Ночь не привела отряд Травника к цели. В темноте, не переставая, дул сильный и сухой ветер, забираясь в складки одежды, холодя ноги и высушивая лица. Путники молча брели, кляня проклятый суховей и напряженно вглядываясь вдаль – не зачернеет ли впереди большая вода. Но все было по-прежнему, не слышен был и плеск волн, который задолго до побережья оповещает по ночам о близости моря. Пришлось даже одеться потеплее – ходьба уже не согревала.

Понемногу прояснилось, и пришел безрадостный рассвет. Друиды молчали, и только Март принялся высвистывать какую-то грустную мелодию, затихая и принимаясь вновь свистеть, словно он находил в этом занятии что-то важное для себя. Настроение было уже даже и не подавленное – в душу понемногу забиралось отчаяние от бессилия помочь своим, а горизонт все так же терялся в маленьких песочных и земляных холмиках. Они остановились вновь – после бесконечного ночного пути ноги отказывались идти дальше.

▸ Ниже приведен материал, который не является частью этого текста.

use crate::browse::{Tense, VerbBrowser};
use crate::content::ContentRepository;
use crate::ui::key_span;
use ratatui::{
    Frame,
    layout::{Alignment, Constraint, Direction, Layout},
    style::{Color, Modifier, Style},
    text::{Line, Span},
    widgets::{Block, Borders, List, ListItem, Paragraph, Row, Table},
};

/// Tense tabs with the current one highlighted.
pub fn tense_line(current: Tense) -> Line<'static> {
    let spans: Vec<Span> = Tense::ALL
        .iter()
        .map(|tense| {
            let style = if *tense == current {
                Style::default()
                    .fg(Color::Yellow)
                    .add_modifier(Modifier::BOLD | Modifier::UNDERLINED)
            } else {
                Style::default().fg(Color::DarkGray)
            };
            Span::styled(format!(" {} ", tense.label()), style)
        })
        .collect();
    Line::from(spans)
}

pub fn draw_verbs(f: &mut Frame, browser: &VerbBrowser, content: &ContentRepository) {
    let chunks = Layout::default()
        .direction(Direction::Vertical)
        .margin(1)
        .constraints([
            Constraint::Length(3),
            Constraint::Min(8),
            Constraint::Length(3),
        ])
        .split(f.area());

    let search = Paragraph::new(format!("{}_", browser.query))
        .block(Block::default().borders(Borders::ALL).title("Search verbs"));
    f.render_widget(search, chunks[0]);

    let body = Layout::default()
        .direction(Direction::Horizontal)
        .constraints([Constraint::Percentage(35), Constraint::Percentage(65)])
        .split(chunks[1]);

    let verbs = browser.results(content);
    let items: Vec<ListItem> = if verbs.is_empty() {
        vec![ListItem::new("No verbs found").style(
            Style::default()
                .fg(Color::DarkGray)
                .add_modifier(Modifier::ITALIC),
        )]
    } else {
        verbs
            .iter()
            .enumerate()
            .map(|(i, verb)| {
                let style = if i == browser.selected {
                    Style::default()
                        .fg(Color::Yellow)
                        .add_modifier(Modifier::BOLD)
                } else {
                    Style::default()
                };
                let marker = if verb.is_irregular() { " *" } else { "" };
                ListItem::new(format!("{} - {}{}", verb.foreign, verb.native, marker)).style(style)
            })
            .collect()
    };
    f.render_widget(
        List::new(items).block(Block::default().borders(Borders::ALL).title("Verbs")),
        body[0],
    );

    let table_chunks = Layout::default()
        .direction(Direction::Vertical)
        .constraints([Constraint::Length(1), Constraint::Min(1)])
        .split(body[1]);
    f.render_widget(
        Paragraph::new(tense_line(browser.tense)).alignment(Alignment::Center),
        table_chunks[0],
    );

    let rows: Vec<Row> = browser
        .table(content)
        .into_iter()
        .map(|row| Row::new(vec![row.pronoun.to_string(), row.form]))
        .collect();
    let title = browser
        .selected_verb(content)
        .map(|verb| format!("{} ({})", verb.foreign, verb.native))
        .unwrap_or_default();
    let table = Table::new(rows, [Constraint::Percentage(55), Constraint::Percentage(45)])
        .header(
            Row::new(vec!["Pronoun", "Form"]).style(
                Style::default()
                    .fg(Color::Cyan)
                    .add_modifier(Modifier::BOLD),
            ),
        )
        .block(Block::default().borders(Borders::ALL).title(title));
    f.render_widget(table, table_chunks[1]);

    let help_text = vec![Line::from(vec![
        key_span("Type"),
        Span::from(" Search  "),
        key_span("↑/↓"),
        Span::from(" Verb  "),
        key_span("←/→"),
        Span::from(" Tense  "),
        key_span("Esc"),
        Span::from(" Menu"),
    ])];
    let help = Paragraph::new(help_text)
        .alignment(Alignment::Center)
        .block(Block::default().borders(Borders::ALL));
    f.render_widget(help, chunks[2]);
}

– Чего это ты свистишь, Збышек? – вяло поинтересовался Ян. У него самого губы настолько пересохли, что он часто прикладывался к объемистой фляге с чистой водой, которую набрал в фонтанчике на одной из ночных улиц Юры.

– Да так, несколько строчек, – смутился Март и сразу перестал свистеть.

– Спой, Збышек, – неожиданно сказал Травник и откинулся на спину, явно приготовясь слушать.